◆ **ACTIVITY**
Filter these entries, keeping only lines that hold the word "immediately".

◆ **SOURCE MATERIAL**
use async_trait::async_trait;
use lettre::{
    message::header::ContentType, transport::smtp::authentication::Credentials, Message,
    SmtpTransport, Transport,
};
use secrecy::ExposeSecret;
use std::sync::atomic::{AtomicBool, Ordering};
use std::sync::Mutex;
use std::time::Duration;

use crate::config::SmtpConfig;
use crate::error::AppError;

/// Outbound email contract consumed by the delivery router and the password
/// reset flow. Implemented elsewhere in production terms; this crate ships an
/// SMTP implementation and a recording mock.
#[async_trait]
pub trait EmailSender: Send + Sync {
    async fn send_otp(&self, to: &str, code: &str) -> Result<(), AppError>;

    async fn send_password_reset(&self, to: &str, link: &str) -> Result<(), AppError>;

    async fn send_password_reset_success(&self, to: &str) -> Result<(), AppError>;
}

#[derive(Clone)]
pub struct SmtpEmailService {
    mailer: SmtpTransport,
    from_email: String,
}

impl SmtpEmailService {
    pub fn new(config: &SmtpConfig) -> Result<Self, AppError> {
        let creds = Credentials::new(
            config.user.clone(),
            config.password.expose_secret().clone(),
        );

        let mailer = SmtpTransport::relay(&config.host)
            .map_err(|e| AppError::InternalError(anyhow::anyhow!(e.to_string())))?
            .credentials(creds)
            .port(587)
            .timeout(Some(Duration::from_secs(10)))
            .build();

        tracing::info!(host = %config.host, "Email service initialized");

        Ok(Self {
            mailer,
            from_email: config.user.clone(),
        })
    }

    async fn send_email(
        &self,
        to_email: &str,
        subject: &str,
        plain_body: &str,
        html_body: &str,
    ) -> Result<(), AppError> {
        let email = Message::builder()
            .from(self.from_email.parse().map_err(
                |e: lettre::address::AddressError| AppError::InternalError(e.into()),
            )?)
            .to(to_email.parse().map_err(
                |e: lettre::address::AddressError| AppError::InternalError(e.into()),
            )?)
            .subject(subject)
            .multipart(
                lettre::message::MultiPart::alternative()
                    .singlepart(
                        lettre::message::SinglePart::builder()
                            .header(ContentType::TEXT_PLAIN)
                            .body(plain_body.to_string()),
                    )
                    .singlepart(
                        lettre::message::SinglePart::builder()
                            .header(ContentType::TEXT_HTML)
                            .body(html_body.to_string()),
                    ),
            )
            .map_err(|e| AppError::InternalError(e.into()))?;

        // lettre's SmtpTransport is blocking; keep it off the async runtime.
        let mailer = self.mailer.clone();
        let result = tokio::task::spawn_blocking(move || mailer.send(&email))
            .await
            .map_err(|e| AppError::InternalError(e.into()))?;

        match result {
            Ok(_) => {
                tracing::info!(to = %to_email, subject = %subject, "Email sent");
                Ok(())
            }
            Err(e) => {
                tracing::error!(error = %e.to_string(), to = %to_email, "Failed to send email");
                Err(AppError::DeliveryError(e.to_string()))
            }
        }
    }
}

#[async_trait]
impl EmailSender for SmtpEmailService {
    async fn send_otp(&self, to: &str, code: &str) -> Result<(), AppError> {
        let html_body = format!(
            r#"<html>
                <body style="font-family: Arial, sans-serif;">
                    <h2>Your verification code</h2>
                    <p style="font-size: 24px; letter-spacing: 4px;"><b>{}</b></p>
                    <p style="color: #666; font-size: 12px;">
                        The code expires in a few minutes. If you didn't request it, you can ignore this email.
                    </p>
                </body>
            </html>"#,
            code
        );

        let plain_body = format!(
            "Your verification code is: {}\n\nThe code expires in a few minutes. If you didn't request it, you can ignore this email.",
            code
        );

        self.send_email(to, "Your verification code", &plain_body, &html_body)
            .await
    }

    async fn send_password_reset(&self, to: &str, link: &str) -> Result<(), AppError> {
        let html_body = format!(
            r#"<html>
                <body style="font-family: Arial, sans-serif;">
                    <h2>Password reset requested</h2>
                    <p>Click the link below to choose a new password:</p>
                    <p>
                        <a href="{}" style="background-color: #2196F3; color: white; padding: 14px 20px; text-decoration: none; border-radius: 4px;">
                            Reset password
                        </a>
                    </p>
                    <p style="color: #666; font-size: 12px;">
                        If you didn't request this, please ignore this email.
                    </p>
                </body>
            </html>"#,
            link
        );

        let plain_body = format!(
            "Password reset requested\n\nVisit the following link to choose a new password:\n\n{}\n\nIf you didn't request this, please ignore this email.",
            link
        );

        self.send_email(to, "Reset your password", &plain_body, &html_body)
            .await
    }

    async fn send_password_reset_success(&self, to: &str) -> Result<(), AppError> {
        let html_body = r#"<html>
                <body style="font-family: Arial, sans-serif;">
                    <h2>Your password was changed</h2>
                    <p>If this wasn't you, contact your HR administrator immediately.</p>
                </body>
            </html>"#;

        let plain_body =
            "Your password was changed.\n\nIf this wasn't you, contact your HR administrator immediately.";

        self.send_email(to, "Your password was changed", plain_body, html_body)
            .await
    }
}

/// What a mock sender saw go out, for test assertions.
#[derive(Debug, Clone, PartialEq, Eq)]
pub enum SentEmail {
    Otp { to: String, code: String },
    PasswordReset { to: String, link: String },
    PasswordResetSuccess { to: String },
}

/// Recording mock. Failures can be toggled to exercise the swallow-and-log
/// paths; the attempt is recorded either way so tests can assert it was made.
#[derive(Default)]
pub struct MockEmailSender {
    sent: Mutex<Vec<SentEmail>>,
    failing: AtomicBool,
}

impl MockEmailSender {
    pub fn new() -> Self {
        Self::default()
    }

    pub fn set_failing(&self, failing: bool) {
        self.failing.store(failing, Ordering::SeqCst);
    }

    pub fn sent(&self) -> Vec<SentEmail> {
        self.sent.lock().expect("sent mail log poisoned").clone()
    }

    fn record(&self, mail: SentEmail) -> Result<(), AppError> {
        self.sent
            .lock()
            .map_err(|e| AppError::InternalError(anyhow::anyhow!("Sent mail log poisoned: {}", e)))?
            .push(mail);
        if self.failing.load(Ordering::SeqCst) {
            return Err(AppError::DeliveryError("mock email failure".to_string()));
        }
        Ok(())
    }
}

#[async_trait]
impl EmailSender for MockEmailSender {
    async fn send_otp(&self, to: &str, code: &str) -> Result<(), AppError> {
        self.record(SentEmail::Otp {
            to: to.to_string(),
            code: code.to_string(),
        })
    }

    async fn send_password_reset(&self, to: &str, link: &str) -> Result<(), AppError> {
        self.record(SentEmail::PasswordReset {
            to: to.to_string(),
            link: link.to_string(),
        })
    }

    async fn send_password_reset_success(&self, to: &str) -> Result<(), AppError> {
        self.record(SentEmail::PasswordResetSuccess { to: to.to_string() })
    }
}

◆ **RESPONSE**
                    <p>If this wasn't you, contact your HR administrator immediately.</p>
            "Your password was changed.\n\nIf this wasn't you, contact your HR administrator immediately.";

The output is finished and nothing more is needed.